The controversial character has her roots in history
Outlander is known to feature real-life figures, including the Duke of Sandringham (played by Simon Callow) and Bonnie Prince Charlie (Andrew Gower), but fans may not have realised Geillis Duncan (Lotte Verbeek) is another figure straight from the pages of history.
Audiences encountered Geillis in season one at Castle Leoch with Claire Fraser (Caitríona Balfe) forming an unlikely friendship with her and later learning she was a fellow time traveller.
Both Claire and Geillis were falsely accused by Laoghaire MacKenzie (Nell Hudson) of witchcraft with the two women facing trial.
Jamie Fraser (Sam Heughan) managed to save Claire but Geillis was left to her own devices. Geillis was saved when she blackmailed Dougal MacKenzie (Graham McTavish) to rescue her after falling pregnant with his child.

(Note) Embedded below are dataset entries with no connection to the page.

//! The batch driver: applies a single-query search to every column of a
//! query matrix and writes results into pre-sized output matrices.
//!
//! Columns are independent — each owns its own heap, offset array, and
//! descent stack — so they're fanned out across `rayon`'s thread pool via
//! `ndarray`'s `Zip::par_for_each`, mirroring how `goko`'s `BulkInterface`
//! fans per-query work out over chunks of a reader.

use crate::errors::{KdResult, KdTreeError};
use crate::factory::Index;
use crate::options::SearchOptions;
use kdcloud::{Metric, Scalar};
use ndarray::parallel::prelude::*;
use ndarray::{Array2, ArrayView1, ArrayView2, ArrayViewMut2, Axis, Zip};
use std::sync::atomic::{AtomicU64, Ordering};

fn validate_shapes<T>(
    dim: usize,
    query: &ArrayView2<T>,
    out_indices: &ArrayViewMut2<usize>,
    out_dists: &ArrayViewMut2<T>,
    k: usize,
    epsilon: T,
) -> KdResult<usize>
where
    T: Scalar,
{
    if k == 0 {
        return Err(KdTreeError::InvalidArgument("k must be non-zero".into()));
    }
    if epsilon < T::zero() {
        return Err(KdTreeError::InvalidArgument(
            "epsilon must be non-negative".into(),
        ));
    }
    if query.nrows() != dim {
        return Err(KdTreeError::InvalidArgument(format!(
            "query has {} rows, expected dimension {}",
            query.nrows(),
            dim
        )));
    }
    let q = query.ncols();
    if out_indices.shape() != [k, q] || out_dists.shape() != [k, q] {
        return Err(KdTreeError::InvalidArgument(format!(
            "result matrices must be shaped [{}, {}]",
            k, q
        )));
    }
    Ok(q)
}

fn write_column<T: Scalar>(
    mut idx_col: ndarray::ArrayViewMut1<usize>,
    mut dist_col: ndarray::ArrayViewMut1<T>,
    results: &[(T, usize)],
) {
    for ((slot_idx, slot_dist), &(d, i)) in idx_col
        .iter_mut()
        .zip(dist_col.iter_mut())
        .zip(results.iter())
    {
        *slot_idx = i;
        *slot_dist = d;
    }
}

/// Runs `knn` over every query column against `index`, all queries sharing
/// the same `max_radius`.
///
/// `max_radius` is squared internally and compared against `L2Squared`'s
/// (already squared) distances; pass `T::infinity()` to disable radius
/// bounding.
pub fn knn_batch<T, M>(
    index: &Index<T, M>,
    query: ArrayView2<T>,
    mut out_indices: ArrayViewMut2<usize>,
    mut out_dists: ArrayViewMut2<T>,
    k: usize,
    epsilon: T,
    options: SearchOptions,
    max_radius: T,
) -> KdResult<u64>
where
    T: Scalar,
    M: Metric<T>,
{
    let q = validate_shapes(index.dim(), &query, &out_indices, &out_dists, k, epsilon)?;
    log::debug!("batch knn: {} queries, k={}", q, k);

    let max_error = T::one() + epsilon;
    let max_radius_sq = if max_radius.is_infinite() {
        T::infinity()
    } else {
        max_radius * max_radius
    };

    let stats_total = AtomicU64::new(0);
    Zip::from(query.axis_iter(Axis(1)))
        .and(out_indices.axis_iter_mut(Axis(1)))
        .and(out_dists.axis_iter_mut(Axis(1)))
        .par_for_each(|q_col, idx_col, dist_col| {
            let q_vec: Vec<T> = q_col.to_vec();
            let (results, stats) = index.knn(&q_vec, k, options, max_error, max_radius_sq);
            stats_total.fetch_add(stats, Ordering::Relaxed);
            write_column(idx_col, dist_col, &results);
        });

    Ok(stats_total.load(Ordering::Relaxed))
}

/// Runs `knn` over every query column against `index`, each query using its
/// own entry from `max_radii` (length `q`, non-negative).
pub fn knn_batch_varying_radius<T, M>(
    index: &Index<T, M>,
    query: ArrayView2<T>,
    mut out_indices: ArrayViewMut2<usize>,
    mut out_dists: ArrayViewMut2<T>,
    max_radii: ArrayView1<T>,
    k: usize,
    epsilon: T,
    options: SearchOptions,
) -> KdResult<u64>
where
    T: Scalar,
    M: Metric<T>,
{
    let q = validate_shapes(index.dim(), &query, &out_indices, &out_dists, k, epsilon)?;
    if max_radii.len() != q {
        return Err(KdTreeError::InvalidArgument(format!(
            "max_radii has length {}, expected {}",
            max_radii.len(),
            q
        )));
    }
    if max_radii.iter().any(|&r| r < T::zero()) {
        return Err(KdTreeError::InvalidArgument(
            "max_radii entries must be non-negative".into(),
        ));
    }
    log::debug!("batch knn (varying radius): {} queries, k={}", q, k);

    let max_error = T::one() + epsilon;
    let max_radii_sq: Array2<T> = max_radii
        .mapv(|r| if r.is_infinite() { T::infinity() } else { r * r })
        .insert_axis(Axis(0));

    let stats_total = AtomicU64::new(0);
    Zip::from(query.axis_iter(Axis(1)))
        .and(out_indices.axis_iter_mut(Axis(1)))
        .and(out_dists.axis_iter_mut(Axis(1)))
        .and(max_radii_sq.axis_iter(Axis(1)))
        .par_for_each(|q_col, idx_col, dist_col, radius_col| {
            let q_vec: Vec<T> = q_col.to_vec();
            let (results, stats) =
                index.knn(&q_vec, k, options, max_error, radius_col[0]);
            stats_total.fetch_add(stats, Ordering::Relaxed);
            write_column(idx_col, dist_col, &results);
        });

    Ok(stats_total.load(Ordering::Relaxed))
}

#[cfg(test)]
mod tests {
    use super::*;
    use crate::factory::{create, SearchType};
    use crate::options::CreationFlags;
    use crate::Parameters;
    use kdcloud::{L2Squared, PointCloud};
    use ndarray::array;

    fn grid_cloud() -> PointCloud<f64> {
        let mut data = Vec::new();
        for x in 0..3 {
            for y in 0..3 {
                data.push(x as f64);
                data.push(y as f64);
            }
        }
        PointCloud::new(data, 2).unwrap()
    }

    #[test]
    fn batch_matches_single_query_grid() {
        let cloud = grid_cloud();
        let index = create(
            &cloud,
            L2Squared,
            SearchType::KdTreeLinearHeap,
            CreationFlags::empty(),
            Parameters::new(),
        )
        .unwrap();

        let query = array![[1.1], [1.1]];
        let mut idx = Array2::<usize>::zeros((1, 1));
        let mut dists = Array2::<f64>::zeros((1, 1));
        let stats = knn_batch(
            &index,
            query.view(),
            idx.view_mut(),
            dists.view_mut(),
            1,
            0.0,
            SearchOptions::from_bits(SearchOptions::SORT_RESULTS).unwrap(),
            f64::INFINITY,
        )
        .unwrap();
        assert_eq!(stats, 0);
        assert_eq!(idx[[0, 0]], 4);
        assert!((dists[[0, 0]] - 0.02).abs() < 1e-9);
    }

    #[test]
    fn rejects_mismatched_shapes() {
        let cloud = grid_cloud();
        let index = create(
            &cloud,
            L2Squared,
            SearchType::KdTreeLinearHeap,
            CreationFlags::empty(),
            Parameters::new(),
        )
        .unwrap();
        let query = array![[1.1], [1.1]];
        let mut idx = Array2::<usize>::zeros((2, 1));
        let mut dists = Array2::<f64>::zeros((1, 1));
        let err = knn_batch(
            &index,
            query.view(),
            idx.view_mut(),
            dists.view_mut(),
            1,
            0.0,
            SearchOptions::empty(),
            f64::INFINITY,
        )
        .unwrap_err();
        assert!(matches!(err, KdTreeError::InvalidArgument(_)));
    }

    #[test]
    fn rejects_zero_k() {
        let cloud = grid_cloud();
        let index = create(
            &cloud,
            L2Squared,
            SearchType::KdTreeLinearHeap,
            CreationFlags::empty(),
            Parameters::new(),
        )
        .unwrap();
        let query = array![[1.1], [1.1]];
        let mut idx = Array2::<usize>::zeros((0, 1));
        let mut dists = Array2::<f64>::zeros((0, 1));
        let err = knn_batch(
            &index,
            query.view(),
            idx.view_mut(),
            dists.view_mut(),
            0,
            0.0,
            SearchOptions::empty(),
            f64::INFINITY,
        )
        .unwrap_err();
        assert!(matches!(err, KdTreeError::InvalidArgument(_)));
    }
}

Geillis later turned up again in the West Indies in season three and then again in season seven.
Outlander’s author Diana Gabaldon based Geillis Duncan on a real-life maidservant who lived in North Berwick, Scotland in the 16th century.
Acc ording to the Brooklyn Museum, the real Geillis was accused of witchcraft by her employer David Seton, who was a deputy bailiff.
He’d witnessed Geillis curing the sick and was suspicious of her healing skills, deeming her to be a witch.
Geillis was observed by her boss who carried out an examination to discover whether or not she was a witch, before forcing her to undergo illegal torture.
Tragically, she confessed under further torture before being executed.
Nonetheless, she named many other innocents as being witches during her torture ordeal, leading to further trials and executions, which would become the North Berwick witch trials sanctioned by King James VI.
British historian Lucy Worsley also looked into this dark period of history in her programme The Witch Hunts.
The programme looked at how the chain of events and the witch hunts began. Worsley started off her investigation in North Berwick, where the trial of healer and midwife Agnes Sampson would create the model for witch hunts for the next century.
The series itself featured shots of historical texts, which bore the name ‘Geillis Duncan’.
According to the book Superstition, Information for the People, vol. 1 by William Chambers and Robert Chambers, in one of Agnes’ confessions she said Geillis had led a dance at the Auld Kirk of North Berwick.
All of these real-life accounts fed into Outlander with Claire witnessing Geillis performing a pagan dance.
Separately in the books, Geillis made a blood sacrifice in order to travel through time and change the course of history to ensure the Jacobites won.